Your "antiwar" statements and activities were painful for those of us carrying the scars of Vietnam and trying to move on with our lives. And for those who were still there, it was even more hurtful. But those who suffered the most from what you said and did were the hundreds of American prisoners of war being held by Hanoi. Here's what some of them endured because of you, John:

Capt. James Warner had already spent four years in Vietnamese custody when he was handed a copy of your testimony by his captors. Warner says that for his captors, your statements "were proof I deserved to be punished." He wasn't released until March 14, 1973.

Maj. Kenneth Cordier, an Air Force pilot who was in Vietnamese custody for 2,284 days, says his captors "repeated incessantly" your one-liner about being "the last man to die" for a lost cause. Cordier was released March 4, 1973.

Navy Lt. Paul Galanti says your accusations "were as demoralizing as solitary (confinement) ... and a prime reason the war dragged on." He remained in North Vietnamese hands until February 12, 1973.

John, did you think they would forget? When Tim Russert asked about your claim that you and others in Vietnam committed "atrocities," instead of standing by your sworn testimony, you confessed that your words "were a bit over the top." Does that mean you lied under oath? Or does it mean you are a war criminal? You can't have this one both ways, John. Either way, you're not fit to be a prison guard at Abu Ghraib, much less commander in chief.

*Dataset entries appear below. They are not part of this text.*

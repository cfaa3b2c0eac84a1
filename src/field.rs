//! Boundary field storage.
//!
//! Holds, for each solver variable and each boundary, the face values a
//! boundary condition writes and the adjacent interior values it may read.

use std::collections::BTreeMap;

use crate::error::{BcError, BcResult};
use crate::mesh::ExternalMesh;
use crate::types::FaceIndex;

/// Values of one variable on one boundary patch.
#[derive(Clone, Debug, Default, PartialEq)]
pub struct PatchField {
    /// Values on the boundary faces
    pub face: Vec<f64>,
    /// Values in the cells adjacent to each face
    pub interior: Vec<f64>,
}

impl PatchField {
    /// Create a zero-initialised patch field with `n_faces` faces.
    pub fn new(n_faces: usize) -> Self {
        Self {
            face: vec![0.0; n_faces],
            interior: vec![0.0; n_faces],
        }
    }

    /// Create a patch field from interior values; faces start at zero.
    pub fn from_interior(interior: Vec<f64>) -> Self {
        Self {
            face: vec![0.0; interior.len()],
            interior,
        }
    }

    /// Number of faces.
    pub fn len(&self) -> usize {
        self.face.len()
    }

    /// Check if the patch has no faces.
    pub fn is_empty(&self) -> bool {
        self.face.is_empty()
    }

    /// Check that every face has an interior value.
    ///
    /// # Errors
    /// `BcError::FieldLength` if the two value arrays differ in length.
    pub fn check_lengths(&self, variable: &str, boundary: &str) -> BcResult<()> {
        if self.face.len() != self.interior.len() {
            return Err(BcError::FieldLength {
                variable: variable.to_string(),
                boundary: boundary.to_string(),
                face: self.face.len(),
                interior: self.interior.len(),
            });
        }
        Ok(())
    }

    /// Value on a face.
    pub fn face_value(&self, face: FaceIndex) -> Option<f64> {
        self.face.get(face.get()).copied()
    }
}

/// Boundary values of all coupled variables, keyed by variable then boundary.
#[derive(Clone, Debug, Default)]
pub struct BoundaryFields {
    fields: BTreeMap<String, BTreeMap<String, PatchField>>,
}

impl BoundaryFields {
    /// Create an empty store.
    pub fn new() -> Self {
        Self::default()
    }

    /// Allocate zeroed fields for each variable on every mesh subdomain.
    pub fn for_mesh(mesh: &dyn ExternalMesh, variables: &[&str]) -> Self {
        let ids = mesh.subdomain_list();
        let names = mesh.subdomain_names(ids);

        let mut store = Self::new();
        for variable in variables {
            for (&id, name) in ids.iter().zip(&names) {
                let n_faces = mesh.patch_size(id).unwrap_or(0);
                store.insert(*variable, name.clone(), PatchField::new(n_faces));
            }
        }
        store
    }

    /// Insert or replace the field of a variable on a boundary.
    pub fn insert(
        &mut self,
        variable: impl Into<String>,
        boundary: impl Into<String>,
        field: PatchField,
    ) {
        self.fields
            .entry(variable.into())
            .or_default()
            .insert(boundary.into(), field);
    }

    /// Field of a variable on a boundary.
    pub fn get(&self, variable: &str, boundary: &str) -> Option<&PatchField> {
        self.fields.get(variable)?.get(boundary)
    }

    /// Mutable field of a variable on a boundary.
    ///
    /// # Errors
    /// `BcError::MissingField` if no such field is stored.
    pub fn patch_mut(&mut self, variable: &str, boundary: &str) -> BcResult<&mut PatchField> {
        self.fields
            .get_mut(variable)
            .and_then(|by_boundary| by_boundary.get_mut(boundary))
            .ok_or_else(|| BcError::missing_field(variable, boundary))
    }

    /// Number of stored (variable, boundary) fields.
    pub fn len(&self) -> usize {
        self.fields.values().map(BTreeMap::len).sum()
    }

    /// Check if nothing is stored.
    pub fn is_empty(&self) -> bool {
        self.len() == 0
    }
}

#[cfg(test)]
mod tests {
    use super::*;
    use crate::mesh::{Patch, PatchKind, PatchMesh};

    #[test]
    fn test_for_mesh_allocates_every_patch() {
        let mesh = PatchMesh::new(vec![
            Patch::new(0, "inlet", PatchKind::Patch, 3),
            Patch::wall(1, "wall", 5),
        ]);
        let fields = BoundaryFields::for_mesh(&mesh, &["T", "p"]);

        assert_eq!(fields.len(), 4);
        assert_eq!(fields.get("T", "inlet").unwrap().len(), 3);
        assert_eq!(fields.get("p", "wall").unwrap().len(), 5);
        assert!(fields.get("U", "wall").is_none());
    }

    #[test]
    fn test_patch_mut_missing() {
        let mut fields = BoundaryFields::new();
        fields.insert("T", "wall", PatchField::new(2));

        assert!(fields.patch_mut("T", "wall").is_ok());
        assert_eq!(
            fields.patch_mut("T", "inlet").unwrap_err(),
            BcError::missing_field("T", "inlet")
        );
    }

    #[test]
    fn test_check_lengths() {
        let mut field = PatchField::new(3);
        assert!(field.check_lengths("T", "wall").is_ok());

        field.interior.pop();
        assert_eq!(
            field.check_lengths("T", "wall").unwrap_err(),
            BcError::FieldLength {
                variable: "T".to_string(),
                boundary: "wall".to_string(),
                face: 3,
                interior: 2,
            }
        );
    }

    #[test]
    fn test_face_value() {
        let mut field = PatchField::from_interior(vec![1.0, 2.0]);
        field.face[1] = 4.0;

        assert_eq!(field.face_value(FaceIndex::new(1)), Some(4.0));
        assert_eq!(field.face_value(FaceIndex::new(2)), None);
    }
}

One last thing, John. In 1988, Jane Fonda said: "I would like to say something ... to men who were in Vietnam, who I hurt, or whose pain I caused to deepen because of things that I said or did. I was trying to help end the killing and the war, but there were times when I was thoughtless and careless about it and I'm ... very sorry that I hurt them. And I want to apologize to them and their families."

Even Jane Fonda apologized. Will you, John?